■ **Exercise objective**
Each line of the data below that contains "bool" must be copied.

Stored data:
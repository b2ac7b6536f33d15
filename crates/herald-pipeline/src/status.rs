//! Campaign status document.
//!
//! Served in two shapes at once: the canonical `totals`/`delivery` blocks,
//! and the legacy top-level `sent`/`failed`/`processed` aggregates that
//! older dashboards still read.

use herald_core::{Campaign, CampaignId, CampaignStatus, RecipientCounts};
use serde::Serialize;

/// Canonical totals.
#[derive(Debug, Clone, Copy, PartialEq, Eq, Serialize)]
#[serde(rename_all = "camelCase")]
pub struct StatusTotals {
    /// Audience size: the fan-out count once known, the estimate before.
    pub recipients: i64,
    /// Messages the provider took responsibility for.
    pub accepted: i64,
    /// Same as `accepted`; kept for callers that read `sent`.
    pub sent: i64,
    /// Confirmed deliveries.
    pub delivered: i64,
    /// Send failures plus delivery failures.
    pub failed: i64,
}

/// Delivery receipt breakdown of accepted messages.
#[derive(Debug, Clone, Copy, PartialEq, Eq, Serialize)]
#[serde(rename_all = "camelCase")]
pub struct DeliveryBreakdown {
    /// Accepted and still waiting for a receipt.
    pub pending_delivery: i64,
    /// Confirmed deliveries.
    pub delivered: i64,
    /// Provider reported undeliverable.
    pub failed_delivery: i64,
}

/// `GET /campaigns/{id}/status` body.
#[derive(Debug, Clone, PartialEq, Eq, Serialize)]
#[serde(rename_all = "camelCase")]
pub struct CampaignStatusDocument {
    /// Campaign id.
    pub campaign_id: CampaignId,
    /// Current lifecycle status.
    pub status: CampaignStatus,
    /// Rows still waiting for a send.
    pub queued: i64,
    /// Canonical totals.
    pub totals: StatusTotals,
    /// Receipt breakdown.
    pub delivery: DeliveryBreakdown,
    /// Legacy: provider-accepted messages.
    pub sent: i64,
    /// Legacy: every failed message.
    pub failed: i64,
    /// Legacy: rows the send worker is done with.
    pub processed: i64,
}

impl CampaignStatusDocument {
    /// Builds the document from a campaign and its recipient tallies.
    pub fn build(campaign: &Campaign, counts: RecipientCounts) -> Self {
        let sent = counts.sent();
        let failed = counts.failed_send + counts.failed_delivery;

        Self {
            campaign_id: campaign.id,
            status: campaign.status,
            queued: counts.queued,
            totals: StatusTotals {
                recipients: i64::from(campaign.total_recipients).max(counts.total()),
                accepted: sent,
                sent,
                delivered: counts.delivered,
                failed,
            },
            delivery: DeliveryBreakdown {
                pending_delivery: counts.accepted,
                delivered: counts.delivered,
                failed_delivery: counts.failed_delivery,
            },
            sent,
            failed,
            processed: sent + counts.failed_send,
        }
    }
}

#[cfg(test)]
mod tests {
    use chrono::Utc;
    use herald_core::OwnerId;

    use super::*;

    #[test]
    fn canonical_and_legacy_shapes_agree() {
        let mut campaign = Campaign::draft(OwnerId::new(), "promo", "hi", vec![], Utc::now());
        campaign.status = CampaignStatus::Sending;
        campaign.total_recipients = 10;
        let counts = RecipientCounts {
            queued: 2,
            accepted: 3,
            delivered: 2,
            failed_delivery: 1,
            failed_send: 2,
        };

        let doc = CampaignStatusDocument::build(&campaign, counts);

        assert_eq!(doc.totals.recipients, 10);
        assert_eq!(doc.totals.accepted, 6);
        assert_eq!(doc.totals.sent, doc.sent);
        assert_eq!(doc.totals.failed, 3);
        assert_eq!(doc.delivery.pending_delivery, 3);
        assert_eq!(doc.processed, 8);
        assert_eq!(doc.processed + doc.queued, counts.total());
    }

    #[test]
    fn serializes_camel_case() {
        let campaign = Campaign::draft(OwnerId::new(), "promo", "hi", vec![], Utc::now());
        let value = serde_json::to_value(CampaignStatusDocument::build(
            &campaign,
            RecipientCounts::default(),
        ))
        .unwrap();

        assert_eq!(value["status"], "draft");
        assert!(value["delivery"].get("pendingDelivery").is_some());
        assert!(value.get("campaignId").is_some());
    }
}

* * *

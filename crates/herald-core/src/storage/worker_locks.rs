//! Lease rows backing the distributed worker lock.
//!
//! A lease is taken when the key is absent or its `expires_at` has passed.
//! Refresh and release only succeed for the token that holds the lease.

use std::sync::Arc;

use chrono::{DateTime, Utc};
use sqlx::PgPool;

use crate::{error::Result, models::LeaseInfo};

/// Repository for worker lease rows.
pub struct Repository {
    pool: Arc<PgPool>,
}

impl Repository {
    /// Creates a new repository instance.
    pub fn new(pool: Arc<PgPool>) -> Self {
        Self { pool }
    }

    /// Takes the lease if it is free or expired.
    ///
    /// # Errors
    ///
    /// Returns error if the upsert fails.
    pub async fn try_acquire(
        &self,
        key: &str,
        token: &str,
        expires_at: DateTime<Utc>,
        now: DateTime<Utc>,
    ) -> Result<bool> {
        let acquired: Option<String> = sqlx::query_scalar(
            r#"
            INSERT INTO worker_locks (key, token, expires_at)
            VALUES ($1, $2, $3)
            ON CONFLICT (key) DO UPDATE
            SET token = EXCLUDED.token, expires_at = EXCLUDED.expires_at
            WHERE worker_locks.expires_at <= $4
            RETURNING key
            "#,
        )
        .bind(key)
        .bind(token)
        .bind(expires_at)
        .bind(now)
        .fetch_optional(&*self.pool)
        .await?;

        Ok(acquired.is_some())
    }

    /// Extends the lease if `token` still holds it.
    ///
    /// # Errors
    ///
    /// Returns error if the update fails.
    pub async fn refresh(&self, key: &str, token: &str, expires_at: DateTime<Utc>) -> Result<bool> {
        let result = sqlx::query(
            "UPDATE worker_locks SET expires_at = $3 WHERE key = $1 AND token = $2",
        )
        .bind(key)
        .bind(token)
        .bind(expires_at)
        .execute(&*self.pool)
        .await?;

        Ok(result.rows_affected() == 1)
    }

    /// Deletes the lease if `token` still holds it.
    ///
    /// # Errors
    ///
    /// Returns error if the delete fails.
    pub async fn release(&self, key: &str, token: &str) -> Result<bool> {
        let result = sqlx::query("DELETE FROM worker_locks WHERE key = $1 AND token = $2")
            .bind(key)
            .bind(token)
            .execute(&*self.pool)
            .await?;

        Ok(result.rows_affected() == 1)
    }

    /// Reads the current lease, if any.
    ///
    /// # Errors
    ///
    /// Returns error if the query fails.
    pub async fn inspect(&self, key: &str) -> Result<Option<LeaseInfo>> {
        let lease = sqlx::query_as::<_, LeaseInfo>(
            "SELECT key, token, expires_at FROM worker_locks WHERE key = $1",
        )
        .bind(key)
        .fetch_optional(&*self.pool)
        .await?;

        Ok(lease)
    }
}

--

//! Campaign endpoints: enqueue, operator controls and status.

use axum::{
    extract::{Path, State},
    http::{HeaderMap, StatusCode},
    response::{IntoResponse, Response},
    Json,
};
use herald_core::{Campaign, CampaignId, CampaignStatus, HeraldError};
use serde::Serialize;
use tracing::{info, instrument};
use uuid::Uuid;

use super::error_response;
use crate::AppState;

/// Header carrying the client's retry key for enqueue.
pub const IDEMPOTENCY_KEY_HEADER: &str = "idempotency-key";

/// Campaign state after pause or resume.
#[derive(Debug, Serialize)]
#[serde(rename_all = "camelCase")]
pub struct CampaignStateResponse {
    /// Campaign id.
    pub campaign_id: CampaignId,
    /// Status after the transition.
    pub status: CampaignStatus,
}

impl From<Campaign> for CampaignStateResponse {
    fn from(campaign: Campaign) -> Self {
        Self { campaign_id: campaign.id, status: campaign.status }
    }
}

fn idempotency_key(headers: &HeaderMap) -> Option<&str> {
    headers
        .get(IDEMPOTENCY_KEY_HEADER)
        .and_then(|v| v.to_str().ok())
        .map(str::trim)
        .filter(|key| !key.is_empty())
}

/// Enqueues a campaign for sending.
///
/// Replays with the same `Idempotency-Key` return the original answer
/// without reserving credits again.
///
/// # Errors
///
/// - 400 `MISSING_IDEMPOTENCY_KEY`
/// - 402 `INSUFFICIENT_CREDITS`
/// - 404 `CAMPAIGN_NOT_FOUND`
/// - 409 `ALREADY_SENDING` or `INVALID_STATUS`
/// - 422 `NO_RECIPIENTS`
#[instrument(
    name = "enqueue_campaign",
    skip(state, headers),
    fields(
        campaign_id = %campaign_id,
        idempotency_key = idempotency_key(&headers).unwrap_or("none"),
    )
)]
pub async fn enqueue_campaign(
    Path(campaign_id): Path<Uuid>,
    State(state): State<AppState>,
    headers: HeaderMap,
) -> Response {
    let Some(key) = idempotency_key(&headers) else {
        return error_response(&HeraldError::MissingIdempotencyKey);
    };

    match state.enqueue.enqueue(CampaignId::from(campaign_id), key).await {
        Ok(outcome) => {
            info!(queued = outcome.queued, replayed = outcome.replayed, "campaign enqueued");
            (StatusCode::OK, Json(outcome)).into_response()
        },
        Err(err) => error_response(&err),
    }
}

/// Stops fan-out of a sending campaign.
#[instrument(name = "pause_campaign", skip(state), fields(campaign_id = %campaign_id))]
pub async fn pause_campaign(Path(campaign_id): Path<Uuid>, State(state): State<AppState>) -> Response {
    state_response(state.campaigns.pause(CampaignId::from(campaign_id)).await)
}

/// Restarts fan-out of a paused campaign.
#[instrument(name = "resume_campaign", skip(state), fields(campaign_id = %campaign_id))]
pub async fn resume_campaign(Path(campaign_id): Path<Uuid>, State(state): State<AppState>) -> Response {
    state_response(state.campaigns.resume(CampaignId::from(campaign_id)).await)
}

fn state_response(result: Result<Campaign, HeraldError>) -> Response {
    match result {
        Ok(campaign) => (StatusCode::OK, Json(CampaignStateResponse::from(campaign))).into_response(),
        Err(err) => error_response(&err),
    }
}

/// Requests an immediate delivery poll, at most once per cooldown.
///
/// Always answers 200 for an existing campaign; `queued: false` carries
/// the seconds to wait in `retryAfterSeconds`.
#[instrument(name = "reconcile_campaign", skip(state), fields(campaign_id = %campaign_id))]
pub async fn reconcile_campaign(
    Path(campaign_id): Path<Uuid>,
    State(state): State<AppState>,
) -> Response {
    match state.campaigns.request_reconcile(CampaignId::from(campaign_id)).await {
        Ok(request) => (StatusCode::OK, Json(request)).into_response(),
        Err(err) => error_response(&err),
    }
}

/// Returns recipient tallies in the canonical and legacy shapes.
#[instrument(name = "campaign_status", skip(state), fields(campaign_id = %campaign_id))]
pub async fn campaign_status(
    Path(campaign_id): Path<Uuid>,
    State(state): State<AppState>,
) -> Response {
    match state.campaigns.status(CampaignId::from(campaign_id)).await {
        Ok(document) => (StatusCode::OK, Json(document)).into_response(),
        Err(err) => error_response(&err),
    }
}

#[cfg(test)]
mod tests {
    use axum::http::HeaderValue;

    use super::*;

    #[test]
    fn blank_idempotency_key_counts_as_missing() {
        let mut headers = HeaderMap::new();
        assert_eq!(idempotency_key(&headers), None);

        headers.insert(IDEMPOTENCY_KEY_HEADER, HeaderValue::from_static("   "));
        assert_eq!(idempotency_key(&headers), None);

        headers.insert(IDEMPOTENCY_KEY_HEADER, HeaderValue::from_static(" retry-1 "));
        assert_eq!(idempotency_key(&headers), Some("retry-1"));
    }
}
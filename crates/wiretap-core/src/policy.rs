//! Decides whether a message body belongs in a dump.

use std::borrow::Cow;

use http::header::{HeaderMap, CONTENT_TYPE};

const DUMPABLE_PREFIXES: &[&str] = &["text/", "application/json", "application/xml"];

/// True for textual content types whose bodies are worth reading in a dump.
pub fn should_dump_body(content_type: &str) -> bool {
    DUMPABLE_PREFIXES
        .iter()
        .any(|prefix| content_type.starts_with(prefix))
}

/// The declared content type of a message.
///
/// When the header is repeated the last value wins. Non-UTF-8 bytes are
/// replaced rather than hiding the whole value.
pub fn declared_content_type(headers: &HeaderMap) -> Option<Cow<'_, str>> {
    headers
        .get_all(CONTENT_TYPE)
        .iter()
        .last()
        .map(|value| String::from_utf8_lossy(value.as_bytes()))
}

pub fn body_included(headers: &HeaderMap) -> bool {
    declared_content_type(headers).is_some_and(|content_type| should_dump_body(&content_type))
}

■ **Written response**
    ) -> Result<bool> {
    pub async fn refresh(&self, key: &str, token: &str, expires_at: DateTime<Utc>) -> Result<bool> {
    pub async fn release(&self, key: &str, token: &str) -> Result<bool> {
pub fn should_dump_body(content_type: &str) -> bool {
pub fn body_included(headers: &HeaderMap) -> bool {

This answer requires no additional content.